◆ To do
Start at the line in the entries below that contains "next_rank[successor.index()] += share;", stop at the line that contains "days (minimum 1).", and output exactly the lines in that span, both ends included.

◆ Records supplied
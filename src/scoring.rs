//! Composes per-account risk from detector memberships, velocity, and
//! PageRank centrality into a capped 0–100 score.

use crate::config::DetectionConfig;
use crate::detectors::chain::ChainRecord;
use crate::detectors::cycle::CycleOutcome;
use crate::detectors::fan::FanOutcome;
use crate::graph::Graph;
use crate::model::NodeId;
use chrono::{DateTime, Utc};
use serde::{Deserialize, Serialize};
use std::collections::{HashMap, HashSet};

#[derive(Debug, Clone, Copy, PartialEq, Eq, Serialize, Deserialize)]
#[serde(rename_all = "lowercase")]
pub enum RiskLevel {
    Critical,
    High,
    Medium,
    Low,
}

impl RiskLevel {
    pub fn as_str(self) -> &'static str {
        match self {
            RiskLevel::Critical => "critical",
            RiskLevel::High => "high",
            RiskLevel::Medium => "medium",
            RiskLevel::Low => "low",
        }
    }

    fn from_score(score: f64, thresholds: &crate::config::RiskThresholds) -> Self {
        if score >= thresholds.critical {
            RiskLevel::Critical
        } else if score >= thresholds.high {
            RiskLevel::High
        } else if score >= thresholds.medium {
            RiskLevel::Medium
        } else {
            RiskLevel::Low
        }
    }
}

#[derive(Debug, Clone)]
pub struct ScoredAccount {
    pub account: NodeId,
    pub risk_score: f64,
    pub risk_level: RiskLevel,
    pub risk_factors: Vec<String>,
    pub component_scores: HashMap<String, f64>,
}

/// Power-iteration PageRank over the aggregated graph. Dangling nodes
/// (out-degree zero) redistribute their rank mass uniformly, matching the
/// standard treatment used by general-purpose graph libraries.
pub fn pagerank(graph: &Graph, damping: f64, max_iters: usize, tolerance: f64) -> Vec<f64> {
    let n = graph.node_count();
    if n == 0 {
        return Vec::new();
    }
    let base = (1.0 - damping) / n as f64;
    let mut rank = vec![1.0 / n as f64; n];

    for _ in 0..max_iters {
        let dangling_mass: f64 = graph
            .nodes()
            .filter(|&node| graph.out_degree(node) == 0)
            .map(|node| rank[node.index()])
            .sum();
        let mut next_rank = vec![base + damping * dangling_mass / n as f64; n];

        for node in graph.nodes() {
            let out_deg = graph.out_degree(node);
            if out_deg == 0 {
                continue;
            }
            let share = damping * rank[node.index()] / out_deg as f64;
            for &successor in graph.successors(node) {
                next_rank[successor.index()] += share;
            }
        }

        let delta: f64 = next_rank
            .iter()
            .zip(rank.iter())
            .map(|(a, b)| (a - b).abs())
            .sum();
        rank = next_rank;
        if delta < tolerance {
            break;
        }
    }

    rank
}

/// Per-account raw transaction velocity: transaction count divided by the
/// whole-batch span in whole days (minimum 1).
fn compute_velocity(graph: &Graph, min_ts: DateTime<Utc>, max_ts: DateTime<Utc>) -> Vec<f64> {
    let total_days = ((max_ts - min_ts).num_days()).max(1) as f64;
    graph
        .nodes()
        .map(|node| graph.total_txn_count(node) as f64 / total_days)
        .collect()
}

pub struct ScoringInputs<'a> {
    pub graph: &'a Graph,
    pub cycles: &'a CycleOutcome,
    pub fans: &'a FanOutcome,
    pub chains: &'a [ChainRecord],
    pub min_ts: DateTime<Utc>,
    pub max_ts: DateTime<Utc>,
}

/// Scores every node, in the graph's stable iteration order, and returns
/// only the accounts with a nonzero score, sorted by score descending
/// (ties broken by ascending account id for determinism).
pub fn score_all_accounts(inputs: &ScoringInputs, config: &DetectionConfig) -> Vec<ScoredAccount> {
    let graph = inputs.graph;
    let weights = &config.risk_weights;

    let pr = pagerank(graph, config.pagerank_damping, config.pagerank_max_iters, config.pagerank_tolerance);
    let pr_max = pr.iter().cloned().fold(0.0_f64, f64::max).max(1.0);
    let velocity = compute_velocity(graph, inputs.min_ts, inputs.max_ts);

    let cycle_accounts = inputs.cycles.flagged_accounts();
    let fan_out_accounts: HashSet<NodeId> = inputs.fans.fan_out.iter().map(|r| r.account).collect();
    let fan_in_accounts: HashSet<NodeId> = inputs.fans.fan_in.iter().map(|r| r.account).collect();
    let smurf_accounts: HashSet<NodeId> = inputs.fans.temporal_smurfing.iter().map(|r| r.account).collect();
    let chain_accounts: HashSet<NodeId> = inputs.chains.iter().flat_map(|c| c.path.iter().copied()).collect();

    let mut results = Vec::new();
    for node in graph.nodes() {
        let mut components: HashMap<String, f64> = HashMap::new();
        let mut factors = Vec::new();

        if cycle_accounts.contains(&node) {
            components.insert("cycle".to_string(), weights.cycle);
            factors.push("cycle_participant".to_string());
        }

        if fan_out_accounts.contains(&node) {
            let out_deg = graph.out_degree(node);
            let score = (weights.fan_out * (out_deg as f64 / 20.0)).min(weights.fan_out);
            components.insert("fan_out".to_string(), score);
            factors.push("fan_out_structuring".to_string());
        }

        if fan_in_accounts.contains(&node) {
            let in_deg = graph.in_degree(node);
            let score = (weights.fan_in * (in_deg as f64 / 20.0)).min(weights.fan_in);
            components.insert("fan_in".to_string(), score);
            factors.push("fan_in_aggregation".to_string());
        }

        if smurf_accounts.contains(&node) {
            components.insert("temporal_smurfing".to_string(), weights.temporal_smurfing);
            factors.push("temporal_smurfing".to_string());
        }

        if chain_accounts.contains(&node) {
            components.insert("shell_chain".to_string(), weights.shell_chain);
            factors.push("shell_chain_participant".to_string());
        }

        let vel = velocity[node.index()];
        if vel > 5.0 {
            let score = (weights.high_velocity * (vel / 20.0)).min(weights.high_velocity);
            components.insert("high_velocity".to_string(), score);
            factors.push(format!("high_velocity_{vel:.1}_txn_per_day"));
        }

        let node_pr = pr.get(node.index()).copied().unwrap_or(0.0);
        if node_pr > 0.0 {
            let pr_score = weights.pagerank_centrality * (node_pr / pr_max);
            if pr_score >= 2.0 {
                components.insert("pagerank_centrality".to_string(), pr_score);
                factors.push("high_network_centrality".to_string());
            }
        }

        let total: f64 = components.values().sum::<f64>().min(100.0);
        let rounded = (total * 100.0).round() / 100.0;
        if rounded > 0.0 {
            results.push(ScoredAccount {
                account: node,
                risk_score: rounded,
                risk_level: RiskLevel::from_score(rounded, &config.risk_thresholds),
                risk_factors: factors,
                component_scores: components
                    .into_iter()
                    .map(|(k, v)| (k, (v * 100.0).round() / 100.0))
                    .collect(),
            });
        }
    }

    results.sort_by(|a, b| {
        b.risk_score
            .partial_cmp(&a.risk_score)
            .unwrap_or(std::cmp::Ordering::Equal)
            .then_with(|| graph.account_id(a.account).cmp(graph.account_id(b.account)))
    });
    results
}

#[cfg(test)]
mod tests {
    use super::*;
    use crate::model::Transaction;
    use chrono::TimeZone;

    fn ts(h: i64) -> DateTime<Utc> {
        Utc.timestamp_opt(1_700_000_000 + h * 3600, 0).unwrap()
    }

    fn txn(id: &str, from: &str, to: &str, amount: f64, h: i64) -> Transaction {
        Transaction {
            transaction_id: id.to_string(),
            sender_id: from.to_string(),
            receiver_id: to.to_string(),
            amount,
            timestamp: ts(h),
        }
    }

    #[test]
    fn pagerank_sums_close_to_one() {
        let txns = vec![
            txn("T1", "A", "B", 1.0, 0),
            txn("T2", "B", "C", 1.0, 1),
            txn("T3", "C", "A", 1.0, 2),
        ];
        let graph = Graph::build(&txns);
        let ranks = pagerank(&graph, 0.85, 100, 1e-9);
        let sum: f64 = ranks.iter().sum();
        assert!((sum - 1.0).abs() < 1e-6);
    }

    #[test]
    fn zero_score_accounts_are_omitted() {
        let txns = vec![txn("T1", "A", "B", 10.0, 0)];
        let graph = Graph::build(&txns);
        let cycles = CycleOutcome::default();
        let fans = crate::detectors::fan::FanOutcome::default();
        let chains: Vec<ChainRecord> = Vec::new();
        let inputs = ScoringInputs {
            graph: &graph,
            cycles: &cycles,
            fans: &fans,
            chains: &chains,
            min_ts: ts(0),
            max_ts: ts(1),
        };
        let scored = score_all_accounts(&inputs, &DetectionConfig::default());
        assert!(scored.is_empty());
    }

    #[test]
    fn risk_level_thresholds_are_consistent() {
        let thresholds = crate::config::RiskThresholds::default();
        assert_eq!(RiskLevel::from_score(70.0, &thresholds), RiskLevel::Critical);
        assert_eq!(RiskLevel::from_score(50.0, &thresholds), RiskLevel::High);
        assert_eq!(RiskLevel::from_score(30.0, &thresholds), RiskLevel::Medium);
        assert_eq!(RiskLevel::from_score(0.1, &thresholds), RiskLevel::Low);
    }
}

◆ Result below
                next_rank[successor.index()] += share;
            }
        }

        let delta: f64 = next_rank
            .iter()
            .zip(rank.iter())
            .map(|(a, b)| (a - b).abs())
            .sum();
        rank = next_rank;
        if delta < tolerance {
            break;
        }
    }

    rank
}

/// Per-account raw transaction velocity: transaction count divided by the
/// whole-batch span in whole days (minimum 1).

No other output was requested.